(DATASET ENTRIES Opens)
//! Dead placeholder insertion around changed cells.
//!
//! The grid is unbounded but only tracked cells are ever evaluated, so a
//! birth can only be discovered at a position that is already tracked.
//! After a cell is placed or born, every untracked position around it is
//! filled with a dead placeholder carrying the cell's color. Existing
//! cells are never touched.

use lifegrid_types::Cell;

use crate::grid::Grid;
use crate::neighbors::moore_neighborhood;

/// Track every untracked Moore neighbor of `around` as a dead cell.
///
/// Returns the number of placeholders created. Calling it again with the
/// same cell creates none.
pub fn expand(grid: &mut Grid, around: &Cell) -> usize {
    let color = around.color();
    let mut created: usize = 0;
    for position in moore_neighborhood(around.position()) {
        if !grid.contains(position) {
            grid.upsert(Cell::dead(position, color));
            created = created.saturating_add(1);
        }
    }
    created
}
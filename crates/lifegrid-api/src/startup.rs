//! Server startup helper for embedding in the engine binary.
//!
//! [`spawn_server`] launches the HTTP + `WebSocket` server on a background
//! Tokio task so it runs concurrently with the scheduler loop.

use std::future::Future;
use std::sync::Arc;

use tokio::task::JoinHandle;

use crate::server::{ServerConfig, ServerError};
use crate::state::AppState;

/// Errors that can occur when spawning the server.
#[derive(Debug, thiserror::Error)]
pub enum StartupError {
    /// The server failed to bind or start.
    #[error("server start error: {0}")]
    Server(#[from] ServerError),
}

/// Spawn the HTTP server on a background Tokio task.
///
/// The address is validated before the task is spawned so obvious
/// misconfiguration fails startup instead of only being logged. The
/// server drains and the returned handle completes once `shutdown`
/// resolves; a bind failure inside the task is logged at error level.
///
/// # Errors
///
/// Returns [`StartupError::Server`] if the configured address is invalid.
pub fn spawn_server(
    config: ServerConfig,
    state: Arc<AppState>,
    shutdown: impl Future<Output = ()> + Send + 'static,
) -> Result<JoinHandle<()>, StartupError> {
    let addr = config.socket_addr()?;

    let handle = tokio::spawn(async move {
        if let Err(e) = crate::server::start_server(&config, state, shutdown).await {
            tracing::error!(error = %e, "Lifegrid server exited with error");
        }
    });

    tracing::info!(%addr, "Lifegrid server spawned on background task");

    Ok(handle)
}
(DATASET ENTRIES Closes)
TASK TO CARRY OUT: Only the lines above starting at the one containing "is already tracked." and ending at the one containing "use crate::grid::Grid;", both included, are to be returned, exactly as they read.

RESPONSE BOX:
//! birth can only be discovered at a position that is already tracked.
//! After a cell is placed or born, every untracked position around it is
//! filled with a dead placeholder carrying the cell's color. Existing
//! cells are never touched.

use lifegrid_types::Cell;

use crate::grid::Grid;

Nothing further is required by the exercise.